Studying the effects of substances listed as Schedule I requires obtaining special permits to possess the substance and heightened security among the facilities and personnel involved with the study. Plus, researchers may have difficulty legally obtaining a substance on the Schedule I list. Any proposed study may face delays if no samples are readily available. All of these elements make the study more expensive. Researchers may have difficulty obtaining grants to fully fund an expensive study.
One way kratom is similar to marijuana.
Impediment to scientific research caused by a substance’s Schedule I designation fueled much of the backlash stemming from the DEA’s decision to not remove marijuana from the list of Schedule I substances earlier this year. In August, the DEA denied two petitions to initiate the process of rescheduling marijuana.

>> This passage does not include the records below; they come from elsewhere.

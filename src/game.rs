//! The turn loop: the player blocks a cell, then the cat moves.
//!
//! The cat escapes once it stands on an edge cell and is trapped once it has
//! no escaping move. Every turn blocks one more cell, so a game always ends
//! within [`N`] turns.

use anyhow::bail;

use crate::board::Board;
use crate::cat::advance_cat;
use crate::constants::N;
use crate::grid::Point;
use crate::player::Player;

#[derive(Copy, Clone, Debug, PartialEq, Eq)]
pub enum Outcome {
    /// The cat reached the edge.
    Escaped,
    /// The cat has nowhere left to go.
    Trapped,
}

/// What happened during one call to [`Game::step`].
#[derive(Copy, Clone, Debug, PartialEq, Eq)]
pub enum Turn {
    /// The player blocked `block` and the cat moved to `cat`.
    Played { block: Point, cat: Point },
    /// The game ended, after `block` if one was placed this turn.
    Over {
        block: Option<Point>,
        outcome: Outcome,
    },
}

pub struct Game {
    board: Board,
    player: Box<dyn Player>,
    turns: usize,
}

impl Game {
    pub fn new(board: Board, player: Box<dyn Player>) -> Self {
        Self {
            board,
            player,
            turns: 0,
        }
    }

    pub fn board(&self) -> &Board {
        &self.board
    }

    /// Completed player turns.
    pub fn turns(&self) -> usize {
        self.turns
    }

    /// Play one turn.
    pub fn step(&mut self) -> anyhow::Result<Turn> {
        if self.board.cat().is_edge() {
            return Ok(Turn::Over {
                block: None,
                outcome: Outcome::Escaped,
            });
        }

        let Some(block) = self.request_block()? else {
            return Ok(Turn::Over {
                block: None,
                outcome: Outcome::Trapped,
            });
        };
        self.turns += 1;
        log::info!("turn {}: player blocks {block}", self.turns);

        let turn = match advance_cat(&mut self.board)? {
            None => Turn::Over {
                block: Some(block),
                outcome: Outcome::Trapped,
            },
            Some(cat) if cat.is_edge() => Turn::Over {
                block: Some(block),
                outcome: Outcome::Escaped,
            },
            Some(cat) => Turn::Played { block, cat },
        };
        if let Turn::Over { outcome, .. } = turn {
            log::info!("game over after {} turns: {outcome:?}", self.turns);
        }
        Ok(turn)
    }

    /// Play until the game ends.
    pub fn run(&mut self) -> anyhow::Result<Outcome> {
        loop {
            if let Turn::Over { outcome, .. } = self.step()? {
                return Ok(outcome);
            }
        }
    }

    /// Ask the player until it names a legal cell, and block it.
    ///
    /// Returns `None` if no cell can be blocked at all.
    fn request_block(&mut self) -> anyhow::Result<Option<Point>> {
        if self.board.legal_blocks().next().is_none() {
            return Ok(None);
        }
        for _ in 0..N {
            let p = self.player.next_move(&self.board)?;
            if self.board.block(p) {
                return Ok(Some(p));
            }
            log::warn!("rejected move {p}");
            self.player.reject(p);
        }
        bail!("player proposed {N} illegal moves in a row");
    }
}

#[cfg(test)]
mod tests {
    use super::*;

    /// Plays a fixed list of moves, then repeats the last one.
    struct Scripted(Vec<Point>);

    impl Player for Scripted {
        fn next_move(&mut self, _board: &Board) -> anyhow::Result<Point> {
            Ok(if self.0.len() > 1 {
                self.0.remove(0)
            } else {
                self.0[0]
            })
        }
    }

    #[test]
    fn test_cat_on_edge_already_escaped() {
        let board = Board::new(Point::new(0, 4));
        let mut game = Game::new(board, Box::new(Scripted(vec![Point::new(5, 5)])));
        assert_eq!(
            game.step().unwrap(),
            Turn::Over {
                block: None,
                outcome: Outcome::Escaped
            }
        );
        assert_eq!(game.turns(), 0);
    }

    #[test]
    fn test_final_block_traps() {
        let mut board = Board::new(Point::center());
        let exit = Point::new(4, 5);
        let around: Vec<_> = board.cat().neighbors().collect();
        for p in around {
            if p != exit {
                board.block(p);
            }
        }
        let mut game = Game::new(board, Box::new(Scripted(vec![exit])));
        assert_eq!(
            game.step().unwrap(),
            Turn::Over {
                block: Some(exit),
                outcome: Outcome::Trapped
            }
        );
        assert!(game.board().is_blocked(exit));
    }

    #[test]
    fn test_rejected_moves_are_retried() {
        // First proposal is the cat's own cell, second is legal.
        let board = Board::new(Point::center());
        let block = Point::new(0, 0);
        let mut game = Game::new(board, Box::new(Scripted(vec![Point::center(), block])));
        match game.step().unwrap() {
            Turn::Played { block: b, cat } => {
                assert_eq!(b, block);
                assert!(Point::center().neighbors().any(|n| n == cat));
            }
            other => panic!("unexpected turn {other:?}"),
        }
        assert_eq!(game.board().blocked_count(), 1);
    }

    #[test]
    fn test_stubborn_player_errors() {
        let board = Board::new(Point::center());
        let mut game = Game::new(board, Box::new(Scripted(vec![Point::center()])));
        assert!(game.step().is_err());
    }

    #[test]
    fn test_cat_runs_to_edge() {
        // A player that only blocks a far corner cannot stop the cat.
        let board = Board::new(Point::center());
        let corners = vec![
            Point::new(0, 0),
            Point::new(0, 9),
            Point::new(10, 0),
            Point::new(10, 9),
            Point::new(1, 0),
        ];
        let mut game = Game::new(board, Box::new(Scripted(corners)));
        assert_eq!(game.run().unwrap(), Outcome::Escaped);
        assert!(game.board().cat().is_edge());
        assert_eq!(game.turns(), 4);
    }
}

In the DEA’s letter responding to one of the petitions, it said, “In accordance with the CSA rescheduling provisions, after gathering the necessary data, the DEA requested a scientific and medical evaluation and scheduling recommendation from the Department of Health and Human Services (HHS). The HHS concluded marijuana has a high potential for abuse, has no accepted medical use in the United States, and lacks an acceptable level of safety for use even under medical supervision. Therefore, the HHS recommended marijuana remain in Schedule I.”
However, although the DEA did not reschedule marijuana, it did change its policy to allow an expansion in the number DEA registered marijuana manufacturers. This change should allow researchers to conduct more studies on a larger variety of marijuana strains.
Making more marijuana available for research suggests the DEA understands the potential value of studying controlled substances. Its recent stance on kratom seems to align with that understanding.
Will the DEA make kratom illegal?
The DEA still may decide to place kratom on the Schedule I list. It is waiting on a recommendation from the Food and Drug Administration (FDA). It will also take comments from the public until December 1st. At that time, the DEA will reassess kratom’s status. In the meantime, kratom will remain legal at the federal level, despite six states already banning its.
The American Kratom Association is encouraging its members and visitors to its website to submit comments to the DEA before the December 1st deadline, but it did not give specific commenting instructions.
Solid data on kratom may be available soon. One kratom study has already begun at the University of Florida. Dr. Oliver Grundmann is researching the health impact of kratom and products derived from it. Perhaps information learned from this study will help inform the FDA and the DEA as to where kratom should rest on the list of controlled substances.